Não à toa, durante o dia, cercam suas lojas com automóveis ameaçadores até para pedestres que já não ousam procurar uma farmácia a pé. À noite, se defendem com uma luz branca azulada tão intensa que impede fotossíntese até em pensamento.
Do que estou falando? De uma lei criada pelo Plano Diretor de Porto Alegre de 1959, que obrigava as edificações a reservarem um recuo de 4m para um jardim frontal em cada lote. A ideia era fazer uma cidade com lindos corredores verdes separando as calçadas das fachadas dos imóveis. Uma aproximação da ideia de cidade jardim. Sonho nascido no século XIX na Inglaterra como consequência da poluição e da insalubridade que a Revolução Industrial, movida à combustão do carvão, trouxe para as cidades. Cidades que até então não se preocupavam com o verde. Elas eram, de fato, distintas, em todos os sentidos, do campo, do mundo natural.

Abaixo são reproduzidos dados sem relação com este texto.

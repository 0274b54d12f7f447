//! Debug panel: live tweaks of a cube's position, visibility, wireframe and colour.

use std::f32::consts::TAU;

use glam::{Quat, Vec3};

use crate::{
    assets::AssetLoader,
    debug::{Button, ControlId, Hue, Panel, Slider, Toggle},
    lessons::{Lesson, LessonSwitch, lesson_camera},
    other::UpdateContext,
    render::Renderer,
    scene::{
        Geometry, Material, MaterialId, NodeId, NodeKind, OrbitControls, PerspectiveCamera, Scene,
    },
    timing::{Clock, Tween},
};

struct Controls {
    elevation: ControlId<Slider>,
    x: ControlId<Slider>,
    visible: ControlId<Toggle>,
    wireframe: ControlId<Toggle>,
    color: ControlId<Hue>,
    spin: ControlId<Button>,
}

pub struct DebugLesson {
    scene: Scene,
    camera: PerspectiveCamera,
    orbit: OrbitControls,
    panel: Panel,
    controls: Controls,
    cube: NodeId,
    material: MaterialId,
    spin: Option<Tween>,
    /// Y rotation the cube rests at between spins.
    yaw: f32,
    clock: Clock,
}

impl DebugLesson {
    pub fn new(viewport: (u32, u32)) -> Self {
        let mut scene = Scene::new();
        let geometry = scene.add_geometry(Geometry::cuboid(1.0, 1.0, 1.0, 2, 2, 2));
        let material = scene.add_material(Material::basic(Vec3::X));
        let cube = scene.add_mesh(None, "cube", geometry, material);
        scene.add(None, "axes", NodeKind::AxesHelper { size: 3.0 });

        let mut panel = Panel::new();
        let controls = Controls {
            elevation: panel.slider("elevation", 0.0, -3.0, 3.0, 0.01),
            x: panel.slider("x", 0.0, -3.0, 3.0, 0.01),
            visible: panel.toggle("visible", true),
            wireframe: panel.toggle("wireframe", false),
            color: panel.hue("color", 0.0),
            spin: panel.button("spin"),
        };

        Self {
            scene,
            camera: lesson_camera(viewport, Vec3::new(0.0, 0.0, 3.0)),
            orbit: OrbitControls::new(Vec3::ZERO).with_damping(),
            panel,
            controls,
            cube,
            material,
            spin: None,
            yaw: 0.0,
            clock: Clock::new(),
        }
    }

    pub fn boxed(_: &AssetLoader, viewport: (u32, u32)) -> Result<Box<dyn Lesson>, String> {
        Ok(Box::new(Self::new(viewport)))
    }

    /// Copies panel values onto the scene.
    fn apply_panel(&mut self, time: f32) {
        if self.panel.take_press(self.controls.spin) {
            let from = self.current_yaw(time);
            self.spin = Some(Tween::new(from, from + TAU, time, 0.0, 1.0));
        }
        let yaw = self.current_yaw(time);
        if let Some(spin) = self.spin
            && spin.finished(time)
        {
            self.yaw = spin.to;
            self.spin = None;
        }

        let node = self.scene.node_mut(self.cube);
        node.visible = self.panel.enabled(self.controls.visible);
        node.transform.position.y = self.panel.value(self.controls.elevation);
        node.transform.position.x = self.panel.value(self.controls.x);
        node.transform.rotation = Quat::from_rotation_y(yaw);

        let material = self.scene.material_mut(self.material);
        material.wireframe = self.panel.enabled(self.controls.wireframe);
        material.color = self.panel.color(self.controls.color);
    }

    fn current_yaw(&self, time: f32) -> f32 {
        self.spin.map_or(self.yaw, |spin| spin.sample(time))
    }
}

impl Lesson for DebugLesson {
    fn name(&self) -> &'static str {
        "debug"
    }

    fn update(&mut self, ctx: &UpdateContext) -> LessonSwitch {
        self.panel.handle_keys(ctx.keyboard);
        self.clock.tick(ctx.delta_time);
        self.apply_panel(self.clock.elapsed());
        self.orbit.handle_input(&self.camera, ctx);
        self.orbit.update(&mut self.camera);
        LessonSwitch::None
    }

    fn render(&mut self, renderer: &mut Renderer) -> Result<(), String> {
        renderer.render(&mut self.scene, &self.camera)
    }

    fn camera_mut(&mut self) -> &mut PerspectiveCamera {
        &mut self.camera
    }

    fn panel(&self) -> Option<&Panel> {
        Some(&self.panel)
    }
}

#[cfg(test)]
mod tests {
    use super::*;

    #[test]
    fn test_panel_moves_and_hides_cube() {
        let mut lesson = DebugLesson::new((800, 600));
        lesson.panel.set_value(lesson.controls.elevation, 1.234);
        lesson.panel.focus_next();
        lesson.panel.focus_next();
        lesson.panel.activate_focused();
        lesson.apply_panel(0.0);

        let node = lesson.scene.node(lesson.cube);
        assert!((node.transform.position.y - 1.23).abs() < 1e-5);
        assert!(!node.visible);
    }

    #[test]
    fn test_spin_turns_one_full_revolution() {
        let mut lesson = DebugLesson::new((800, 600));
        for _ in 0..5 {
            lesson.panel.focus_next();
        }
        lesson.panel.activate_focused();
        lesson.apply_panel(10.0);
        assert!(lesson.spin.is_some());

        lesson.apply_panel(10.5);
        let midway = lesson.current_yaw(10.5);
        assert!(midway > 0.0 && midway < TAU);

        lesson.apply_panel(11.5);
        assert!(lesson.spin.is_none());
        assert_eq!(lesson.yaw, TAU);
    }

    #[test]
    fn test_wireframe_and_colour_follow_panel() {
        let mut lesson = DebugLesson::new((800, 600));
        for _ in 0..3 {
            lesson.panel.focus_next();
        }
        lesson.panel.activate_focused();
        lesson.panel.focus_next();
        lesson.panel.step_focused(24);
        lesson.apply_panel(0.0);

        let material = lesson.scene.material(lesson.material);
        assert!(material.wireframe);
        assert_eq!(material.color, Vec3::Y);
    }
}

O mesmo Plano Diretor também continha regras de afastamento das divisas laterais e de fundos do lote e um incentivo para o térreo livre, para que o edifício ficasse sobre pilotis. Esse pavimento, admitida alguma porcentagem fechada, não contava como área construída, era vantajoso.
Num sonho utópico, os jardins da parte da frente teriam continuidade nas laterais, fundos e por baixo dos edifícios constituindo um verdadeiro parque verde. Aos poucos, Porto Alegre ficaria parecida com o Plano Piloto de Brasília. Um delírio, não tinha como se realizar. Havia pressupostos intransponíveis. O primeiro é que o projeto de coletivização do uso do solo estava na cabeça desses urbanistas e não da sociedade. Outro é que desenhar uma cidade a partir de um terreno limpo, como fez Lucio Costa, é diferente de desenhar sobre uma cidade existente habitada por cidadãos com infinitos anseios particulares. Inclusive os de amor à cidade existente.

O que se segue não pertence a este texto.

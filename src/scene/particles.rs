//! Particle fields and the travelling-wave animation.
//!
//! Positions and colours are kept as flat, interleaved `[x, y, z, x, y, z, ...]` buffers so the
//! whole field can be uploaded to the GPU in one call.

use glam::Vec3;
use glow::HasContext;

use crate::abs::Vertex;

/// A point sprite vertex. Also used for coloured helper lines.
#[derive(Clone, Copy, Debug, PartialEq)]
#[repr(C)]
pub struct ColorVertex {
    pub position: Vec3,
    pub color: Vec3,
}

impl Vertex for ColorVertex {
    fn vertex_attribs(gl: &glow::Context) {
        unsafe {
            let stride = std::mem::size_of::<ColorVertex>() as i32;

            // Position attribute
            gl.enable_vertex_attrib_array(0);
            gl.vertex_attrib_pointer_f32(0, 3, glow::FLOAT, false, stride, 0);

            // Color attribute
            gl.enable_vertex_attrib_array(1);
            gl.vertex_attrib_pointer_f32(1, 3, glow::FLOAT, false, stride, size_of::<Vec3>() as i32);
        }
    }
}

/// Sets every particle's y coordinate to `sin(time + x)`, leaving x and z untouched.
///
/// `positions` holds interleaved `(x, y, z)` triples; a trailing partial triple is ignored.
pub fn wave_update(positions: &mut [f32], time: f32) {
    for particle in positions.chunks_exact_mut(3) {
        particle[1] = (time + particle[0]).sin();
    }
}

/// A fixed-size collection of coloured particles.
#[derive(Clone, Debug, PartialEq)]
pub struct ParticleField {
    positions: Vec<f32>,
    colors: Vec<f32>,
    /// Set when positions changed since the last upload.
    dirty: bool,
}

impl ParticleField {
    /// Builds a field from interleaved position and colour buffers of equal length.
    pub fn new(positions: Vec<f32>, colors: Vec<f32>) -> Result<Self, String> {
        if positions.len() % 3 != 0 {
            return Err(format!(
                "Position buffer length {} is not a multiple of 3",
                positions.len()
            ));
        }
        if positions.len() != colors.len() {
            return Err(format!(
                "Position buffer has {} values but colour buffer has {}",
                positions.len(),
                colors.len()
            ));
        }
        Ok(Self {
            positions,
            colors,
            dirty: true,
        })
    }

    pub fn len(&self) -> usize {
        self.positions.len() / 3
    }

    pub fn is_empty(&self) -> bool {
        self.positions.is_empty()
    }

    /// Recomputes the wave for the given elapsed time and flags the field for re-upload.
    pub fn animate_wave(&mut self, time: f32) {
        wave_update(&mut self.positions, time);
        self.dirty = true;
    }

    /// Whether the GPU copy is stale.
    pub fn is_dirty(&self) -> bool {
        self.dirty
    }

    /// Interleaves positions and colours into upload-ready vertices and clears the dirty flag.
    pub fn take_vertices(&mut self) -> Vec<ColorVertex> {
        self.dirty = false;
        self.vertices()
    }

    pub fn vertices(&self) -> Vec<ColorVertex> {
        self.positions
            .chunks_exact(3)
            .zip(self.colors.chunks_exact(3))
            .map(|(p, c)| ColorVertex {
                position: Vec3::from_slice(p),
                color: Vec3::from_slice(c),
            })
            .collect()
    }
}

#[cfg(test)]
mod tests {
    use std::f32::consts::FRAC_PI_2;

    use rand::{Rng, SeedableRng, rngs::StdRng};

    use super::*;

    fn random_field(seed: u64, count: usize) -> ParticleField {
        let mut rng = StdRng::seed_from_u64(seed);
        let positions = (0..count * 3)
            .map(|_| (rng.random::<f32>() - 0.5) * 10.0)
            .collect();
        let colors = (0..count * 3).map(|_| rng.random::<f32>()).collect();
        ParticleField::new(positions, colors).unwrap()
    }

    #[test]
    fn test_wave_matches_formula() {
        let mut field = random_field(7, 100);
        for &t in &[0.0, 0.25, 1.0, 12.5, 1000.0] {
            field.animate_wave(t);
            for p in field.positions.chunks_exact(3) {
                assert_eq!(p[1], (t + p[0]).sin());
            }
        }
    }

    #[test]
    fn test_wave_only_touches_y() {
        let mut field = random_field(42, 64);
        let before = field.positions.to_vec();
        for frame in 0..10 {
            field.animate_wave(frame as f32 / 60.0);
        }
        for (old, new) in before.chunks_exact(3).zip(field.positions.chunks_exact(3)) {
            assert_eq!(old[0], new[0]);
            assert_eq!(old[2], new[2]);
        }
    }

    #[test]
    fn test_wave_is_idempotent() {
        let mut field = random_field(3, 32);
        field.animate_wave(2.0);
        let once = field.positions.to_vec();
        field.animate_wave(2.0);
        assert_eq!(once, field.positions);
    }

    #[test]
    fn test_wave_empty_buffer() {
        let mut positions: [f32; 0] = [];
        wave_update(&mut positions, 1.0);
        let mut field = ParticleField::new(vec![], vec![]).unwrap();
        field.animate_wave(1.0);
        assert!(field.is_empty());
        assert!(field.vertices().is_empty());
    }

    #[test]
    fn test_wave_known_values() {
        let mut positions = [0.0, 0.0, 0.0];
        wave_update(&mut positions, 0.0);
        assert_eq!(positions, [0.0, 0.0, 0.0]);
        wave_update(&mut positions, FRAC_PI_2);
        assert_eq!(positions[1], 1.0);
        assert_eq!(positions[0], 0.0);
        assert_eq!(positions[2], 0.0);
    }

    #[test]
    fn test_vertices_pair_positions_with_colors() {
        let field = ParticleField::new(
            vec![1.0, 2.0, 3.0, 4.0, 5.0, 6.0],
            vec![0.1, 0.2, 0.3, 0.4, 0.5, 0.6],
        )
        .unwrap();
        assert_eq!(field.len(), 2);
        let vertices = field.vertices();
        assert_eq!(vertices[1].position, Vec3::new(4.0, 5.0, 6.0));
        assert_eq!(vertices[1].color, Vec3::new(0.4, 0.5, 0.6));
    }

    #[test]
    fn test_mismatched_buffers_are_rejected() {
        assert!(ParticleField::new(vec![0.0; 4], vec![0.0; 4]).is_err());
        assert!(ParticleField::new(vec![0.0; 3], vec![0.0; 6]).is_err());
    }

    #[test]
    fn test_dirty_flag() {
        let mut field = ParticleField::new(vec![1.0, 2.0, 3.0], vec![0.5, 0.5, 0.5]).unwrap();
        assert!(field.is_dirty());
        let vertices = field.take_vertices();
        assert_eq!(vertices[0].position, Vec3::new(1.0, 2.0, 3.0));
        assert!(!field.is_dirty());
        field.animate_wave(0.0);
        assert!(field.is_dirty());
    }
}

A lei decretava a morte da Porto Alegre de até então. Isso mesmo. Era, e ainda segue sendo em muitos aspectos, de uma radicalidade incrível. A ideia era essa mesma, refazê-la de acordo com os princípios urbanísticos do século XX: a cidade rodoviária, dimensionada para o fluxo intenso de automóveis e não para os pedestres. A contradição do Plano é que esses automóveis precisavam ser guardados e acharam seu lugar de repouso justamente onde? Nos pilotis. Sem dúvida, os lugares mais em conta para quem não queria investir em subsolos.

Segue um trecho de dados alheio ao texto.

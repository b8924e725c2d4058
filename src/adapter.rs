//! Connection adapters: transaction lifecycle plus (optionally) statement
//! reuse. One adapter instance wraps exactly one connection and must be
//! driven by a single task at a time; there is no internal cross-adapter
//! synchronization.

use crate::cache::LruStatementCache;
use crate::cache_key::SqlAndParamCountKeyBuilder;
use crate::connection::DriverConnection;
use crate::errors::StmtCacheError;
use crate::executor::StatementExecutor;
use crate::isolation::{TransactionDialect, TxOptions};
use crate::query::{Query, StatementReusePolicy};

fn begin_with_options<C: DriverConnection>(
    conn: &mut C,
    dialect: TransactionDialect,
    opts: TxOptions,
) -> Result<(), StmtCacheError> {
    match dialect {
        TransactionDialect::Mysql => {
            // MySQL/MariaDB: isolation applies to the NEXT transaction only
            // and must be set while no transaction is active.
            if let Some(level) = opts.isolation_level {
                conn.execute_direct(&TransactionDialect::isolation_sql(level))?;
            }
            conn.begin_transaction()
        }
        TransactionDialect::Postgres => {
            // PostgreSQL: BEGIN first, then scope isolation to the open
            // transaction.
            conn.begin_transaction()?;
            if let Some(level) = opts.isolation_level {
                conn.execute_direct(&TransactionDialect::isolation_sql(level))?;
            }
            Ok(())
        }
    }
}

fn ensure_no_active_transaction<C: DriverConnection>(conn: &C) -> Result<(), StmtCacheError> {
    if conn.is_transaction_active() {
        return Err(StmtCacheError::illegal_state(
            "cannot begin a transaction when one is already active",
        ));
    }
    Ok(())
}

/// Plain adapter: transaction lifecycle and parameter binding, no statement
/// reuse. Every parameterized query prepares a fresh handle.
pub struct ConnectionAdapter<C: DriverConnection> {
    conn: C,
    dialect: TransactionDialect,
    executor: StatementExecutor,
}

impl<C: DriverConnection> ConnectionAdapter<C> {
    pub fn new(conn: C, dialect: TransactionDialect) -> Self {
        Self {
            conn,
            dialect,
            executor: StatementExecutor,
        }
    }

    pub fn execute_query(&mut self, query: &Query) -> Result<u64, StmtCacheError> {
        if query.params.is_empty() {
            return self.conn.execute_direct(&query.sql);
        }
        let handle = self.conn.prepare(&query.sql)?;
        self.executor
            .execute(&mut self.conn, &handle, &query.params, &query.types)
    }

    pub fn begin_transaction_with_options(&mut self, opts: TxOptions) -> Result<(), StmtCacheError> {
        ensure_no_active_transaction(&self.conn)?;
        begin_with_options(&mut self.conn, self.dialect, opts)
    }

    pub fn commit(&mut self) -> Result<(), StmtCacheError> {
        self.conn.commit()
    }

    pub fn rollback(&mut self) -> Result<(), StmtCacheError> {
        self.conn.rollback()
    }

    pub fn close(&mut self) -> Result<(), StmtCacheError> {
        self.conn.close()
    }

    pub fn connection(&self) -> &C {
        &self.conn
    }
}

/// Statement-caching adapter.
///
/// Keeps two LRU caches of prepared handles: one cleared at every
/// transaction boundary, one living for the whole connection. A query's
/// [`StatementReusePolicy`] selects which of them (if any) may serve it.
/// Reuse is best-effort; a miss at any time is normal and simply prepares a
/// fresh handle.
pub struct CachingConnectionAdapter<C: DriverConnection> {
    conn: C,
    dialect: TransactionDialect,
    executor: StatementExecutor,
    key_builder: SqlAndParamCountKeyBuilder,
    per_transaction: LruStatementCache<C::Handle>,
    per_connection: LruStatementCache<C::Handle>,
}

impl<C: DriverConnection> core::fmt::Debug for CachingConnectionAdapter<C> {
    fn fmt(&self, f: &mut core::fmt::Formatter<'_>) -> core::fmt::Result {
        f.debug_struct("CachingConnectionAdapter")
            .field("dialect", &self.dialect)
            .finish_non_exhaustive()
    }
}

impl<C: DriverConnection> CachingConnectionAdapter<C> {
    /// Capacities are the caller-supplied configuration surface; either one
    /// below 1 is an [`StmtCacheError::InvalidConfiguration`].
    pub fn new(
        conn: C,
        dialect: TransactionDialect,
        per_transaction_capacity: usize,
        per_connection_capacity: usize,
    ) -> Result<Self, StmtCacheError> {
        Ok(Self {
            conn,
            dialect,
            executor: StatementExecutor,
            key_builder: SqlAndParamCountKeyBuilder,
            per_transaction: LruStatementCache::new(per_transaction_capacity)?,
            per_connection: LruStatementCache::new(per_connection_capacity)?,
        })
    }

    pub fn mysql(
        conn: C,
        per_transaction_capacity: usize,
        per_connection_capacity: usize,
    ) -> Result<Self, StmtCacheError> {
        Self::new(
            conn,
            TransactionDialect::Mysql,
            per_transaction_capacity,
            per_connection_capacity,
        )
    }

    pub fn postgres(
        conn: C,
        per_transaction_capacity: usize,
        per_connection_capacity: usize,
    ) -> Result<Self, StmtCacheError> {
        Self::new(
            conn,
            TransactionDialect::Postgres,
            per_transaction_capacity,
            per_connection_capacity,
        )
    }

    /// Fails with [`StmtCacheError::IllegalState`] before any statement is
    /// sent if a transaction is already active. A new transaction must never
    /// observe another transaction's cached handles, so the per-transaction
    /// cache is cleared up front.
    pub fn begin_transaction_with_options(&mut self, opts: TxOptions) -> Result<(), StmtCacheError> {
        ensure_no_active_transaction(&self.conn)?;
        self.per_transaction.clear();
        begin_with_options(&mut self.conn, self.dialect, opts)
    }

    pub fn execute_query(&mut self, query: &Query) -> Result<u64, StmtCacheError> {
        // Fast path: an unparameterized statement gains nothing from
        // caching, skip prepare/binder/lookup entirely.
        if query.params.is_empty() {
            return self.conn.execute_direct(&query.sql);
        }

        let cache = match query.reuse_policy {
            StatementReusePolicy::None => None,
            StatementReusePolicy::PerTransaction => Some(&self.per_transaction),
            StatementReusePolicy::PerConnection => Some(&self.per_connection),
        };

        let Some(cache) = cache else {
            let handle = self.conn.prepare(&query.sql)?;
            return self
                .executor
                .execute(&mut self.conn, &handle, &query.params, &query.types);
        };

        let key = self.key_builder.build(query);
        let handle = match cache.get(&key) {
            Some(handle) => handle,
            None => {
                let handle = self.conn.prepare(&query.sql)?;
                cache.set(&key, handle.clone());
                handle
            }
        };

        self.executor
            .execute(&mut self.conn, &handle, &query.params, &query.types)
    }

    /// The per-transaction cache is cleared even when the underlying commit
    /// fails; no handle may survive a failed transaction boundary.
    pub fn commit(&mut self) -> Result<(), StmtCacheError> {
        let result = self.conn.commit();
        self.per_transaction.clear();
        result
    }

    pub fn rollback(&mut self) -> Result<(), StmtCacheError> {
        let result = self.conn.rollback();
        self.per_transaction.clear();
        result
    }

    /// Caches are cleared before the connection closes so no stale handle
    /// reference is retained if closing fails.
    pub fn close(&mut self) -> Result<(), StmtCacheError> {
        self.per_transaction.clear();
        self.per_connection.clear();
        self.conn.close()
    }

    pub fn connection(&self) -> &C {
        &self.conn
    }

    pub fn per_transaction_cache_len(&self) -> usize {
        self.per_transaction.len()
    }

    pub fn per_connection_cache_len(&self) -> usize {
        self.per_connection.len()
    }
}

Porto Alegre até então tinha suas construções com as fachadas coladas umas nas outras na beira das calçadas. Não havia grades e portões antes das portas. Ainda vemos cidades assim na Campanha ou no Uruguai. O pessoal abre a porta ao final da tarde, senta na soleira e começa a conversar com quem passa. Garagens eram coisas raras, andava-se de bonde para tudo que é lado. Em ruas mais movimentadas, espaços comerciais ofereciam uma loja ao lado da outra, sem espaço para o automóvel subir na calçada. É o que ainda se vê em muitas ruas que sobreviveram à nova lei (até quando?). Outros tempos, vocês vão dizer e eu vou rebater: essas ideias voltaram e estão norteando o planejamento de cidades mundo afora. Espaço público para ser vivido e não como canal de trânsito.
Não é minha intenção, e de nada adianta julgarmos o passado, cada época tem suas ideias e, boas ou más ao nosso olhar, suas razões. O importante é olhar para o que temos. E o que temos é uma grande oportunidade de transformação de nossas ruas de acordo com princípios contemporâneos que estão revolucionando cidades mundo afora. Falo do estoque impressionante de áreas mal utilizadas pelo Recuo de Jardim que podem ser usadas para transformar algumas ruas de bairros mais densos em lugares aprazíveis de convivência.
Não precisamos passar o resto dos tempos separados das fachadas dos edifícios por grades ou com pavimentos destinados aos automóveis. É possível somar essas faixas mal aproveitadas ao gabarito das ruas, redesenhando-as. Algumas ruas, por exemplo, passariam de 16m para 24m de largura total, de fachada a fachada oposta, podendo se tornar lugares agradáveis de se viver. A faixa de trânsito poderia sair do eixo atual, ser sinuosa, abrindo espaço para mini praças, minifeiras e outras utilidades. A rua como lugar e não como canal.
O contra-ataque do Recuo de Jardim, essa é a ideia: socializá-lo, torná-lo público, quebrar a rigidez da linha reta que o tráfego de veículos comanda. Utopia? Certamente, mas factível e bem mais de acordo com os novos tempos.
Fotos: Acervo do Autor.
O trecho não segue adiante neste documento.